Records for the exercise:
^^^^
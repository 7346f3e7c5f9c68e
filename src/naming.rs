use time::OffsetDateTime;
use time::macros::format_description;

use crate::keywords::KEYWORD_PREFIX;

pub const REVIEW_PREFIX: &str = "review_";

pub fn now_local() -> OffsetDateTime {
    OffsetDateTime::now_local().unwrap_or_else(|_| OffsetDateTime::now_utc())
}

fn month_day(at: OffsetDateTime) -> String {
    format!("{:02}{:02}", u8::from(at.month()), at.day())
}

fn hour_minute(at: OffsetDateTime) -> String {
    format!("{:02}:{:02}", at.hour(), at.minute())
}

/// Replaces path separators and spaces so the title can be embedded in a
/// generated name.
pub fn sanitize_title(title: &str) -> String {
    title
        .chars()
        .map(|ch| match ch {
            '/' | '\\' => '-',
            ' ' => '_',
            other => other,
        })
        .collect()
}

pub fn annotation_title(document_title: &str, at: OffsetDateTime) -> String {
    format!(
        "Chinese_{}_from_{}-{}",
        month_day(at),
        sanitize_title(document_title),
        hour_minute(at)
    )
}

pub fn keyword_title(annotation_title: &str) -> String {
    format!("{}{}", KEYWORD_PREFIX, annotation_title)
}

/// Title for the empty record set created alongside a fresh document.
pub fn blank_annotation_title(at: OffsetDateTime) -> String {
    format!("Chinese_{}", month_day(at))
}

pub fn blank_document_title(at: OffsetDateTime) -> String {
    format!("{:02}/{:02}", u8::from(at.month()), at.day())
}

pub fn review_title(at: OffsetDateTime) -> String {
    format!("{}{}", REVIEW_PREFIX, month_day(at))
}

pub fn source_review_title(at: OffsetDateTime) -> String {
    format!("{}from_sheet_{}", REVIEW_PREFIX, month_day(at))
}

pub fn is_review_title(title: &str) -> bool {
    title.starts_with(REVIEW_PREFIX)
}

pub fn timestamp(at: OffsetDateTime) -> String {
    let format = format_description!("[year]-[month]-[day]T[hour]:[minute]:[second]");
    at.format(&format)
        .unwrap_or_else(|_| at.unix_timestamp().to_string())
}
^^^^
What you should do:
In the listing above, the lines from the one containing "pub const REVIEW_PREFIX: &str" through the last line are to be returned exactly.

Solution:
pub const REVIEW_PREFIX: &str = "review_";

pub fn now_local() -> OffsetDateTime {
    OffsetDateTime::now_local().unwrap_or_else(|_| OffsetDateTime::now_utc())
}

fn month_day(at: OffsetDateTime) -> String {
    format!("{:02}{:02}", u8::from(at.month()), at.day())
}

fn hour_minute(at: OffsetDateTime) -> String {
    format!("{:02}:{:02}", at.hour(), at.minute())
}

/// Replaces path separators and spaces so the title can be embedded in a
/// generated name.
pub fn sanitize_title(title: &str) -> String {
    title
        .chars()
        .map(|ch| match ch {
            '/' | '\\' => '-',
            ' ' => '_',
            other => other,
        })
        .collect()
}

pub fn annotation_title(document_title: &str, at: OffsetDateTime) -> String {
    format!(
        "Chinese_{}_from_{}-{}",
        month_day(at),
        sanitize_title(document_title),
        hour_minute(at)
    )
}

pub fn keyword_title(annotation_title: &str) -> String {
    format!("{}{}", KEYWORD_PREFIX, annotation_title)
}

/// Title for the empty record set created alongside a fresh document.
pub fn blank_annotation_title(at: OffsetDateTime) -> String {
    format!("Chinese_{}", month_day(at))
}

pub fn blank_document_title(at: OffsetDateTime) -> String {
    format!("{:02}/{:02}", u8::from(at.month()), at.day())
}

pub fn review_title(at: OffsetDateTime) -> String {
    format!("{}{}", REVIEW_PREFIX, month_day(at))
}

pub fn source_review_title(at: OffsetDateTime) -> String {
    format!("{}from_sheet_{}", REVIEW_PREFIX, month_day(at))
}

pub fn is_review_title(title: &str) -> bool {
    title.starts_with(REVIEW_PREFIX)
}

pub fn timestamp(at: OffsetDateTime) -> String {
    let format = format_description!("[year]-[month]-[day]T[hour]:[minute]:[second]");
    at.format(&format)
        .unwrap_or_else(|_| at.unix_timestamp().to_string())
}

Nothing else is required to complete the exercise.